#### Your instructions:
For the records below, report how many lines include "they", with no accompanying text.

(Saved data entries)
========================================
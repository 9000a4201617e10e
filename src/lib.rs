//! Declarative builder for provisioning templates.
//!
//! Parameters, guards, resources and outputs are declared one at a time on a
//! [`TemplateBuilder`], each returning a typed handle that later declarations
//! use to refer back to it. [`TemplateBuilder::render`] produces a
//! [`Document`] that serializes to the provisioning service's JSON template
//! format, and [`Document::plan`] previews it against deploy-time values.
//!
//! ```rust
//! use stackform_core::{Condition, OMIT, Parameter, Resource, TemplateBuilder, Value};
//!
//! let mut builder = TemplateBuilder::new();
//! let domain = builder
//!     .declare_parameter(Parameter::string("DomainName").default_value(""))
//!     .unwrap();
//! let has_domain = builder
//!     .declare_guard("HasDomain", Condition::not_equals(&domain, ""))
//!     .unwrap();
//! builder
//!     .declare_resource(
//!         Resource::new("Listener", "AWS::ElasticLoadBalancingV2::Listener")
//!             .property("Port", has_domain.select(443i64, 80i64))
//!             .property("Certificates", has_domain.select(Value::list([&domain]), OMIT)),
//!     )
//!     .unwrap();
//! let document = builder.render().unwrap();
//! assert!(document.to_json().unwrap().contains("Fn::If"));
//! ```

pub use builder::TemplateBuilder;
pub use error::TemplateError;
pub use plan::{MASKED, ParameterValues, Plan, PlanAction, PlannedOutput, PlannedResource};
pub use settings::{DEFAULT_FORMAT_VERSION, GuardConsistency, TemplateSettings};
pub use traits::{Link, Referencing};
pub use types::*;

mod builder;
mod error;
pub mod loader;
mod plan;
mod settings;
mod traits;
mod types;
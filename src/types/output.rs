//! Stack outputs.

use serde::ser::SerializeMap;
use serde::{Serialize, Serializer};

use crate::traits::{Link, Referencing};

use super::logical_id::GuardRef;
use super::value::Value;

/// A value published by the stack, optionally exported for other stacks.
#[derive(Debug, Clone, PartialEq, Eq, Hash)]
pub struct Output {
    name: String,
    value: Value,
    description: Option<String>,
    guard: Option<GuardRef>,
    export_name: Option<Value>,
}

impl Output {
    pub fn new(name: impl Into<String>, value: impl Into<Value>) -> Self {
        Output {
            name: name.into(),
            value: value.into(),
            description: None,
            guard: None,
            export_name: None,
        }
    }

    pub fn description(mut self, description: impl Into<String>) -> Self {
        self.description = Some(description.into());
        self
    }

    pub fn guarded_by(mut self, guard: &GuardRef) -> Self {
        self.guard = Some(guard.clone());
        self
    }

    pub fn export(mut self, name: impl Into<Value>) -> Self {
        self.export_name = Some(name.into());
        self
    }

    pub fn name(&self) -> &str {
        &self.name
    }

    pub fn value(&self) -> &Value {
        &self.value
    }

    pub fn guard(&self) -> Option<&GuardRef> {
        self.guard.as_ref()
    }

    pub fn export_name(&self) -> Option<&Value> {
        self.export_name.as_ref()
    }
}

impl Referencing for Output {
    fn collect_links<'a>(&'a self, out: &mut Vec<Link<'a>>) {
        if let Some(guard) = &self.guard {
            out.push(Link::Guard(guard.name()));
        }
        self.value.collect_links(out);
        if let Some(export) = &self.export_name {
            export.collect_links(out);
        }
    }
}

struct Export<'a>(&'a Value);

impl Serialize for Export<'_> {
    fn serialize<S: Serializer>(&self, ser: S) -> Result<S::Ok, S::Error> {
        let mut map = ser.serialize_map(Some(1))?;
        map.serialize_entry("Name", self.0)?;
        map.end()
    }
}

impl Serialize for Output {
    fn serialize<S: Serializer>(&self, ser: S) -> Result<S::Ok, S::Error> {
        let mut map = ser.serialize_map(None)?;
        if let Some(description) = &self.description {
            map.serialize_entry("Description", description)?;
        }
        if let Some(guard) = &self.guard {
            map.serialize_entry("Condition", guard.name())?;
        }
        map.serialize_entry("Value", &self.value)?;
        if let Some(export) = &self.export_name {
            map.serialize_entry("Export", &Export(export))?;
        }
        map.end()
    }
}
========================================
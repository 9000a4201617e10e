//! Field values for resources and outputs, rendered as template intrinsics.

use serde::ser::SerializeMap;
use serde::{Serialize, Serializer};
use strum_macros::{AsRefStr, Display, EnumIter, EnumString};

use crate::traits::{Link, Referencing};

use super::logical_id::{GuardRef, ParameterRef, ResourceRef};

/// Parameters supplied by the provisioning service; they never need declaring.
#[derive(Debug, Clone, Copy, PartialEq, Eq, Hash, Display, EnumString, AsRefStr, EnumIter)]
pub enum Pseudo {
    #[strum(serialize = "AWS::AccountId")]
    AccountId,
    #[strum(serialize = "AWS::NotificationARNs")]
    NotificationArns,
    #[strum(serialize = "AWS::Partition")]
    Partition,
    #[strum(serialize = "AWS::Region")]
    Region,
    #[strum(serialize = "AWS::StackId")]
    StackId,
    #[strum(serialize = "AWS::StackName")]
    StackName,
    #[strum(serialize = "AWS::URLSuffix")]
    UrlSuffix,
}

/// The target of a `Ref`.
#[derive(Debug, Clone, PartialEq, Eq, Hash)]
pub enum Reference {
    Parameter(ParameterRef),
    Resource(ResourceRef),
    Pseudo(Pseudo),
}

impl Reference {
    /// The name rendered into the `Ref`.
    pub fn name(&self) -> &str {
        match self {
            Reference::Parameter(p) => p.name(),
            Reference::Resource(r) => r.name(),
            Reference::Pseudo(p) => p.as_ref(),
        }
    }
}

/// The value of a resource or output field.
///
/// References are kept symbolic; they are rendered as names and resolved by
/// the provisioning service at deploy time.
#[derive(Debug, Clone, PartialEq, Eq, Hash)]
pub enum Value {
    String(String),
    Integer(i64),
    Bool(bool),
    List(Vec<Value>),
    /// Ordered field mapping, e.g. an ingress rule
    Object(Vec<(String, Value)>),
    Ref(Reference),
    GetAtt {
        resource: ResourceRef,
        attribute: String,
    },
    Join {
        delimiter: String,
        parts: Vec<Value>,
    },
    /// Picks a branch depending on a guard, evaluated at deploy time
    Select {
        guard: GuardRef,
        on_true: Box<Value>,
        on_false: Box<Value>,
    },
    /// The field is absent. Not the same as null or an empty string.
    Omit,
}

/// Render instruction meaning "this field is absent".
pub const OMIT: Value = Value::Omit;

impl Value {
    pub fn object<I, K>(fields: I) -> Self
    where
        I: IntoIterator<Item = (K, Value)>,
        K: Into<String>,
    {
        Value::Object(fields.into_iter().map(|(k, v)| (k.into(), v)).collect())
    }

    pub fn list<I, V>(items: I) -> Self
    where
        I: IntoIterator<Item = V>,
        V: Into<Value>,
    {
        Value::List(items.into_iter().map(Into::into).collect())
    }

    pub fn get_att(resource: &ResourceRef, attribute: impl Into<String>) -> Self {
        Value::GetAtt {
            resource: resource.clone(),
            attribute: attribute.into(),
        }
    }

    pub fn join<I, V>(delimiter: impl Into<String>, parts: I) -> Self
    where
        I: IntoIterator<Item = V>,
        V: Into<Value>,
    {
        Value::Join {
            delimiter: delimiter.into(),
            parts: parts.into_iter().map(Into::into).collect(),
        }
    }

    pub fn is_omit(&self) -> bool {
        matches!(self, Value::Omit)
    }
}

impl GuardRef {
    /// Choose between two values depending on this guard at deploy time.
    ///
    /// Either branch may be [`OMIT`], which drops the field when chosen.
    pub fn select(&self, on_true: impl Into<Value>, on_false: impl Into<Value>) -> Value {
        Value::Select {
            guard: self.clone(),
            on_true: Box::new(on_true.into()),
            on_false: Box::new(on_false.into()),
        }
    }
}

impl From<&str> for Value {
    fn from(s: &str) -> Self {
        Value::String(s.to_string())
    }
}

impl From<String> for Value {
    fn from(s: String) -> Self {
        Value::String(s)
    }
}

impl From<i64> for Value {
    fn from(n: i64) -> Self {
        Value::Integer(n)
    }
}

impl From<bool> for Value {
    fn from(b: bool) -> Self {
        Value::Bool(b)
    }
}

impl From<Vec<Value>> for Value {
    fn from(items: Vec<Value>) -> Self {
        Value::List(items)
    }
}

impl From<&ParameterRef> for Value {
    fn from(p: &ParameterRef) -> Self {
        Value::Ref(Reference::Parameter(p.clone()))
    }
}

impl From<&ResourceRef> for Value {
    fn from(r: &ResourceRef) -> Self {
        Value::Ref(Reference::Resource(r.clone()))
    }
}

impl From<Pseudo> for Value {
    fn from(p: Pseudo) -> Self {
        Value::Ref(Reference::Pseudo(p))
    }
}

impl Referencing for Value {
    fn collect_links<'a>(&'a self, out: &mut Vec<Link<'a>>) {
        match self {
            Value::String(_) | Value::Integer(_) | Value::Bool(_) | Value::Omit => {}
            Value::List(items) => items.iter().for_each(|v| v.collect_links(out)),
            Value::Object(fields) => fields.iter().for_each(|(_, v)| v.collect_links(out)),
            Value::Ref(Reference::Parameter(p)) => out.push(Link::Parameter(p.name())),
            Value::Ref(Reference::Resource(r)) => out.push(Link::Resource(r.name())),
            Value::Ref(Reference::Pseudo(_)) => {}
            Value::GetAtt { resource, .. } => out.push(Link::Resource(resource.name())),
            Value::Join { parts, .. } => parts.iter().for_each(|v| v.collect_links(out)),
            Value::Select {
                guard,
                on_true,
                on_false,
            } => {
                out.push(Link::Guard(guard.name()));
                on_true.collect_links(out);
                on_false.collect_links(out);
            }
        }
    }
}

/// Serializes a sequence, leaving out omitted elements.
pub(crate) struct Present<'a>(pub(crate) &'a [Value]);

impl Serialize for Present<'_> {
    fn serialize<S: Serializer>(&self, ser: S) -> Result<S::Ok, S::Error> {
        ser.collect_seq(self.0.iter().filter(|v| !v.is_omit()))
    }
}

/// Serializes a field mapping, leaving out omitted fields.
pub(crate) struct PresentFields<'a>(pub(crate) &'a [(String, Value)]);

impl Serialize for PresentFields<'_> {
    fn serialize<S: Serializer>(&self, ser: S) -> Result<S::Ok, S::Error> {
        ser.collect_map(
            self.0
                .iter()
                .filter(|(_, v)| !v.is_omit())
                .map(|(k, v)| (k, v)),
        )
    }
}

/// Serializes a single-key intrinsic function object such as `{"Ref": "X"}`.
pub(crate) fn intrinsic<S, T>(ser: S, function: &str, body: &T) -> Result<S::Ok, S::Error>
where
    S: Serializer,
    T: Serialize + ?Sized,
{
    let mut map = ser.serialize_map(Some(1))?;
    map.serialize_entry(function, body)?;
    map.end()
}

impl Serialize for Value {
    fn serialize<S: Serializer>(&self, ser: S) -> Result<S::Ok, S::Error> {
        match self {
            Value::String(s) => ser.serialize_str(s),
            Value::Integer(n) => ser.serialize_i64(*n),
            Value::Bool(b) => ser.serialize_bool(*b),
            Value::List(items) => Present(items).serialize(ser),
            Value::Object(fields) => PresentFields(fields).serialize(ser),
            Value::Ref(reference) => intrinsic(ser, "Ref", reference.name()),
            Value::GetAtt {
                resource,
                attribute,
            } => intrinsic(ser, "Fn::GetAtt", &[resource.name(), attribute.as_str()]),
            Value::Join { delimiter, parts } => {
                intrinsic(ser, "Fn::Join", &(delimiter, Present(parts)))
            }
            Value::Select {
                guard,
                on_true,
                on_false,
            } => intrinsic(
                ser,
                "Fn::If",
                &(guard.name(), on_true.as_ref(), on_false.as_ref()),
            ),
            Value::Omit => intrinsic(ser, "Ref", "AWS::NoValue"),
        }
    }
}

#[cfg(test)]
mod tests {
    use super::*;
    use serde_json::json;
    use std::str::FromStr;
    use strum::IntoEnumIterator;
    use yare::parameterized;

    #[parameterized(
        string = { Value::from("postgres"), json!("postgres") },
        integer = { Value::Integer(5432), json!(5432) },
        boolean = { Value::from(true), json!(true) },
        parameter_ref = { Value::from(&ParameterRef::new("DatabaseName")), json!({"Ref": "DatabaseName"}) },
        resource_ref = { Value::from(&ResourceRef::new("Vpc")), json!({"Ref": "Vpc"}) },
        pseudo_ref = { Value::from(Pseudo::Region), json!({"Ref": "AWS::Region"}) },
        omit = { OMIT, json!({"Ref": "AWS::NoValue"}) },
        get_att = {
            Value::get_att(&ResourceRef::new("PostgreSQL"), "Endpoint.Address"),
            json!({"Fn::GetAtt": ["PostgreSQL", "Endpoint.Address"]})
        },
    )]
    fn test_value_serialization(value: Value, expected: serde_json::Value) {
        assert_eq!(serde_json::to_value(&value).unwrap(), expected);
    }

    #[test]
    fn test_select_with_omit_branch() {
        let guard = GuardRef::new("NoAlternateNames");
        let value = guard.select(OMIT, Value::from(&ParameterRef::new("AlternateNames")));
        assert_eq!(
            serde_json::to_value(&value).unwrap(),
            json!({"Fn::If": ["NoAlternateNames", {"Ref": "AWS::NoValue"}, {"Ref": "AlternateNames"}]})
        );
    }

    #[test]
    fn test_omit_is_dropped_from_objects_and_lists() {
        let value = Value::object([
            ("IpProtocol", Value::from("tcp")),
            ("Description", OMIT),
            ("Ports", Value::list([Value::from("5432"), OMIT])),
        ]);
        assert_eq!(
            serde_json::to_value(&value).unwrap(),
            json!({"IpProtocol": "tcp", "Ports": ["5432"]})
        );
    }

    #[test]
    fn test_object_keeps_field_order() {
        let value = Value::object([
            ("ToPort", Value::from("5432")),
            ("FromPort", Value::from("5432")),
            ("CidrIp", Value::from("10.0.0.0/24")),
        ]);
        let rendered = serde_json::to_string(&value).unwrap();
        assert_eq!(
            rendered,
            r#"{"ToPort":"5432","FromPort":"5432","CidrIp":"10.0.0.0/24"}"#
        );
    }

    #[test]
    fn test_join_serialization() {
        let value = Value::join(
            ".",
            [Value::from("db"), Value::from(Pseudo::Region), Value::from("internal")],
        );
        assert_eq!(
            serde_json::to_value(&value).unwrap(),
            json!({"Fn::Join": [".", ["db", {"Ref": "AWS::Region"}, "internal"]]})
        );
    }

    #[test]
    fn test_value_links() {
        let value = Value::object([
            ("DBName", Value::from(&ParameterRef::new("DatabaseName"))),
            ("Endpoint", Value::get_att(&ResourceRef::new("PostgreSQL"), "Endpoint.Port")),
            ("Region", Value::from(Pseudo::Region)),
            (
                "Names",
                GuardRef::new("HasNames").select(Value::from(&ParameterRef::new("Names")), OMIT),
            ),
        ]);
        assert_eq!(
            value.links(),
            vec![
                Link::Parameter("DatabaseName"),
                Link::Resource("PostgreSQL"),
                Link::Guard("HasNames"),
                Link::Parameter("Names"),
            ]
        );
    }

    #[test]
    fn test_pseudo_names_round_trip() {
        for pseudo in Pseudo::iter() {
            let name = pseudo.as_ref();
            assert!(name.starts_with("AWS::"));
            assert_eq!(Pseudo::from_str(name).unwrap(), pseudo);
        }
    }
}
========================================
#### Completed task:
2